Average Bitcoin transaction fees up over 2,000% in 2020

In brief:

  • Average transaction costs for Bitcoin have increased by 2,213% since January 1.
  • Since the date of halving Bitcoin’s reward in half, costs have continued to rise by 144%.
  • More than 94MB pending transactions in the Bitcoin mempool means the network is now as congested as it was in January 2018.

The average cost of sending transactions on the Bitcoin network has increased by 2,213% since the turn of the year.

That is according to data from Bitinfocharts, showing that the average transaction cost for Bitcoin on May 20 rose to $ 6.64. Those are the highest average costs of a Bitoin transaction since July 2018 – almost two years ago.

At the beginning of the year, average fees were as low as $ 0.28 – a peak of 2,213% since January 1.

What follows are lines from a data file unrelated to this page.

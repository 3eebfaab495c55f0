/*
 * resolver/protocol.rs
 * Copyright (c) 2025 Posit, PBC
 *
 * Protocol handler trait.
 */

use async_trait::async_trait;

use crate::ast::{Reference, ResolvedValue};
use crate::context::ProcessingContext;
use crate::error::ProtocolError;

/// Resolves references of one or more schemes.
///
/// Handlers only fetch; caching and error wrapping belong to
/// [`ReferenceResolver`](super::ReferenceResolver).
#[async_trait]
pub trait ProtocolHandler: Send + Sync {
    fn name(&self) -> &str;

    fn can_handle(&self, protocol: &str) -> bool;

    async fn handle(
        &self,
        reference: &Reference,
        ctx: &ProcessingContext,
    ) -> Result<ResolvedValue, ProtocolError>;
}

/// Decode a body as JSON when `is_json`, otherwise keep it as text.
pub(crate) fn decode_body(
    body: String,
    is_json: bool,
    origin: &str,
) -> Result<ResolvedValue, ProtocolError> {
    if !is_json {
        return Ok(ResolvedValue::Text(body));
    }
    serde_json::from_str(&body)
        .map(ResolvedValue::Json)
        .map_err(|e| ProtocolError::InvalidJson {
            origin: origin.to_string(),
            message: e.to_string(),
        })
}
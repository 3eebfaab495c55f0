/*
 * resolver/mod.rs
 * Copyright (c) 2025 Posit, PBC
 *
 * Reference resolution through pluggable protocol handlers.
 */

//! Reference resolution.
//!
//! [`ReferenceResolver`] picks a [`ProtocolHandler`] for a reference's
//! protocol and caches successful results in the
//! [`ProcessingContext`] under the `protocol:path` key. Handlers are tried
//! newest first, so a later registration shadows an earlier one for the
//! protocols both accept.
//!
//! Resolution failures are always returned as [`ReferenceError`]s, whatever
//! the document mode.

pub mod file;
pub mod http;
pub mod id;
pub mod protocol;

pub use file::FileProtocolHandler;
pub use http::HttpProtocolHandler;
pub use id::IdProtocolHandler;
pub use protocol::ProtocolHandler;

use std::sync::Arc;

use crate::ast::{Reference, ResolvedValue};
use crate::config::ResolverOptions;
use crate::context::ProcessingContext;
use crate::error::{ErrorCode, ReferenceError};

/// A reference together with the value it resolved to.
#[derive(Debug, Clone, PartialEq)]
pub struct ResolvedReference {
    pub reference: Reference,
    pub value: ResolvedValue,
}

#[derive(Default)]
pub struct ReferenceResolver {
    handlers: Vec<Arc<dyn ProtocolHandler>>,
}

impl ReferenceResolver {
    pub fn new() -> Self {
        Self::default()
    }

    /// Resolver with the `id`, `file` and `http(s)` handlers.
    pub fn with_default_handlers(options: &ResolverOptions) -> Self {
        let mut resolver = Self::new();
        resolver.register(Arc::new(IdProtocolHandler));
        resolver.register(Arc::new(FileProtocolHandler::new(options.base_dir.clone())));
        resolver.register(Arc::new(HttpProtocolHandler::new(options)));
        resolver
    }

    pub fn register(&mut self, handler: Arc<dyn ProtocolHandler>) {
        self.handlers.push(handler);
    }

    /// The handler that would serve `protocol`.
    pub fn handler_for(&self, protocol: &str) -> Option<&Arc<dyn ProtocolHandler>> {
        self.handlers.iter().rev().find(|h| h.can_handle(protocol))
    }

    pub fn handler_names(&self) -> Vec<&str> {
        self.handlers.iter().map(|h| h.name()).collect()
    }

    pub async fn resolve(
        &self,
        reference: &Reference,
        ctx: &mut ProcessingContext,
    ) -> Result<ResolvedReference, ReferenceError> {
        let key = reference.cache_key();

        if let Some(cached) = ctx.cached_reference(&key) {
            tracing::trace!(reference = %key, "Reference cache hit");
            return Ok(ResolvedReference {
                reference: reference.clone(),
                value: cached.value.clone(),
            });
        }

        let Some(handler) = self.handler_for(&reference.protocol) else {
            return Err(ReferenceError::new(
                ErrorCode::InvalidReference,
                key.clone(),
                format!("No handler for protocol '{}' in @{}", reference.protocol, key),
            )
            .at(reference.position));
        };

        tracing::debug!(handler = handler.name(), reference = %key, "Resolving reference");
        match handler.handle(reference, ctx).await {
            Ok(value) => {
                ctx.cache_reference(key, value.clone());
                Ok(ResolvedReference {
                    reference: reference.clone(),
                    value,
                })
            }
            Err(source) => Err(ReferenceError::new(
                ErrorCode::ReferenceNotFound,
                key.clone(),
                format!("Failed to resolve @{}: {}", key, source),
            )
            .at(reference.position)
            .with_source(source)),
        }
    }
}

Bitcoin costs have risen 2.213% since Janaury 1. Image: Bitinfocharts.com

The sudden spike in the average cost of a Bitcoin transaction seemed to be the result of increased activity on the network prior to halving Bitcoin’s block reward.

But the block reward cut – from 12.5 BTC per block to 6.25 BTC – continued on May 12, and fees continued to rise. Since halving, average transaction costs have actually risen by more than 144%.

The costs usually go up when the Bitcoin blockchain is heavily used. That idea is supported by data from Blockchain.com, which reflects a deeply lagging mempool of pending Bitcoin transactions.

Bitcoin’s mempool has not been so hidden since January 2018. Image: Blockchain.com

On May 20, the mempool showed 94 MB of Bitcoin transactions awaiting processing. The mempool hasn’t been so hidden since January 2018 – during the peak of Bitcoin’s biggest bull run to date.

For reference, Bitcoin’s blocks handle 1MB transactions at a time. When the network is used intensively, people are forced to pay higher transaction costs to have their transactions included in the next block.

Users are still free to set lower transaction fees in their wallets. However, they run the risk of being ignored by Bitcoin miners, who are naturally looking for higher paid fees.

Bitcoin users are even free to zero their fees. This was a common occurrence in the early days of Bitcoin, but today miners are more likely to ignore or completely reject such transactions.